Fawn Berry, who owns and operates Fawn Berry Apothecary, said “Everyone is open-minded and friendly,” adding, “It’s the kind of event I’d like to attend [even if I wasn’t a vendor].” Fawn is originally from Philadelphia and relocated to Illinois from Denver, Colorado. Healing salve, herbal tea, smokable herbs, and soothing throat spray are just a few of the items one can find in Fawn’s store. “I wanted to connect with people … I would do this again. I think Alton’s really cool.” Fawn is now located in Quincy, Illinois, and can be found on Instagram and Etsy at FawnBerryApothecary

In the vein of celebrating our river, Brian, from the Alton Museum of History and Art, said in part, “[Alton] is a river town and a lot of our history comes from that river.” On display at the museum’s booth were a trilobite, a 340 million year old fossil sample taken from the bluffs, and our state mineral, fluorite. Brian added that the goal of the museum being there is to “ … support, educate, and make aware of conservation and the environment; a focus on natural elements and river art.” The museum has been a vendor at MEF since 2006, MEF’s first year.
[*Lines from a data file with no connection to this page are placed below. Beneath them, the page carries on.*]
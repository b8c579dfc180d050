//! HTTP server module for the help desk.
//!
//! - Application state shared by handlers
//! - Router configuration

pub mod routes;
pub mod state;

pub use routes::build_router;
pub use state::AppState;
//! Session endpoints.
//!
//! - POST /api/v1/auth/login - open a session for a registered user
//! - GET /api/v1/auth/session - the user behind the bearer token
//! - POST /api/v1/auth/logout - drop the bearer token's session

use super::dto::{AuthResponse, LoginRequest, UserDto};
use super::session::SessionUser;
use super::{ApiJson, positive_user_id, unexpected_reply};
use crate::aggregates::{DeskAction, RejectionReason};
use crate::server::state::AppState;
use axum::{Json, extract::State, http::StatusCode};
use ticketdesk_web::{AppError, BearerToken};

/// Open a session.
///
/// # Example
///
/// ```bash
/// curl -X POST http://localhost:8080/api/v1/auth/login \
///   -H "Content-Type: application/json" \
///   -d '{"userID": 1}'
/// ```
///
/// # Errors
///
/// 400 for a non-positive id, 401 for an unknown user.
pub async fn login(
    State(state): State<AppState>,
    ApiJson(request): ApiJson<LoginRequest>,
) -> Result<Json<AuthResponse>, AppError> {
    let user_id = positive_user_id(request.user_id)?;

    match state
        .send_command(|correlation_id| DeskAction::Login {
            correlation_id,
            user_id,
        })
        .await?
    {
        DeskAction::LoggedIn { token, user, .. } => Ok(Json(AuthResponse {
            token,
            user: UserDto::from(&user),
        })),
        DeskAction::CommandRejected {
            reason: RejectionReason::UserNotFound(_),
            ..
        } => Err(AppError::unauthorized("User not found")),
        DeskAction::CommandRejected { reason, .. } => Err(reason.into()),
        _ => Err(unexpected_reply()),
    }
}

/// The user behind the bearer token; 401 when it is missing or unknown.
#[allow(clippy::unused_async)]
pub async fn session(session: SessionUser) -> Json<UserDto> {
    Json(UserDto::from(&session.user))
}

/// Drop the bearer token's session, if any. Always 204.
///
/// # Errors
///
/// Only store failures.
pub async fn logout(
    State(state): State<AppState>,
    BearerToken(token): BearerToken,
) -> Result<StatusCode, AppError> {
    if let Some(token) = token {
        state
            .dispatch(|correlation_id| DeskAction::Logout {
                correlation_id,
                token,
            })
            .await?;
    }

    Ok(StatusCode::NO_CONTENT)
}
//! Input checks for ticket fields.

use crate::error::DomainError;

/// Longest accepted ticket title, in characters
pub const MAX_TITLE_LENGTH: usize = 100;

/// Title must be non-blank and, once trimmed, at most [`MAX_TITLE_LENGTH`]
/// characters
///
/// # Errors
///
/// Returns [`DomainError::InvalidArgument`] describing the violation.
pub fn validate_title(title: &str) -> Result<(), DomainError> {
    let title = title.trim();
    if title.is_empty() {
        return Err(DomainError::invalid_argument("title cannot be empty"));
    }
    if title.chars().count() > MAX_TITLE_LENGTH {
        return Err(DomainError::invalid_argument(format!(
            "title cannot exceed {MAX_TITLE_LENGTH} characters"
        )));
    }
    Ok(())
}

/// Priority is free text but must not be blank
///
/// # Errors
///
/// Returns [`DomainError::InvalidArgument`] for a blank priority.
pub fn validate_priority(priority: &str) -> Result<(), DomainError> {
    if priority.trim().is_empty() {
        return Err(DomainError::invalid_argument("priority cannot be empty"));
    }
    Ok(())
}
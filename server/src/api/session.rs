//! Session extractor.
//!
//! ```ignore
//! async fn delete_ticket(session: SessionUser) -> Result<StatusCode, AppError> {
//!     // session.user is a registered user with an open session
//! }
//! ```
//!
//! Use `Option<SessionUser>` where a session is optional.

use crate::server::state::AppState;
use axum::{async_trait, extract::FromRequestParts, http::request::Parts};
use ticketdesk_domain::User;
use ticketdesk_web::{AppError, BearerToken};

/// The user behind the request's bearer token.
#[derive(Debug, Clone)]
pub struct SessionUser {
    /// Session token
    pub token: String,
    /// The authenticated user
    pub user: User,
}

impl SessionUser {
    /// Resolve a token against the desk's sessions.
    ///
    /// # Errors
    ///
    /// Returns 401 when the token is absent or unknown.
    pub async fn resolve(state: &AppState, token: &BearerToken) -> Result<Self, AppError> {
        let Some(token) = token.as_deref() else {
            return Err(AppError::unauthorized("Missing session token"));
        };

        let user = state
            .store
            .state(|desk| desk.session_user(token).cloned())
            .await
            .ok_or_else(|| AppError::unauthorized("Invalid or expired session"))?;

        Ok(Self {
            token: token.to_string(),
            user,
        })
    }
}

#[async_trait]
impl FromRequestParts<AppState> for SessionUser {
    type Rejection = AppError;

    async fn from_request_parts(
        parts: &mut Parts,
        state: &AppState,
    ) -> Result<Self, Self::Rejection> {
        let token = BearerToken::from_headers(&parts.headers);
        Self::resolve(state, &token).await
    }
}
//! Prometheus scrape endpoint.

use crate::server::state::AppState;
use axum::{
    extract::State,
    http::{StatusCode, header},
    response::{IntoResponse, Response},
};
use ticketdesk_web::AppError;

/// `GET /metrics`
///
/// 404 when the recorder is not installed (metrics disabled, or another
/// recorder already owns the process).
#[allow(clippy::unused_async)]
pub async fn metrics(State(state): State<AppState>) -> Response {
    match state.metrics.render() {
        Some(body) => (
            StatusCode::OK,
            [(header::CONTENT_TYPE, "text/plain; version=0.0.4")],
            body,
        )
            .into_response(),
        None => AppError::new(StatusCode::NOT_FOUND, "Metrics are disabled", "NOT_FOUND")
            .into_response(),
    }
}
This year, rain fell steadily on the morning of the event, but the sun quickly drove it away and light cascaded upon every part of the festival. People welcomed it readily, and the drabness was soon replaced by the event getting into full swing in all its greatness.

Bubbles danced in the air and popped on peoples’ noses, music drifted between the booths, and savory smells enticed the visitors to come check out new foods. Dogs on leashes are welcome here, chalk art lined the streets and everyone was all smiles. Vendors talked congenially, engaged, with visitors, and a belly dancer bounced around to the music with a little girl. It felt like everyone was happy to be here. We put aside our differences and embraced the art, music, and culture of our exceptional river town.

After all, at the Mississippi Earthtones Festival, it’s all good vibes.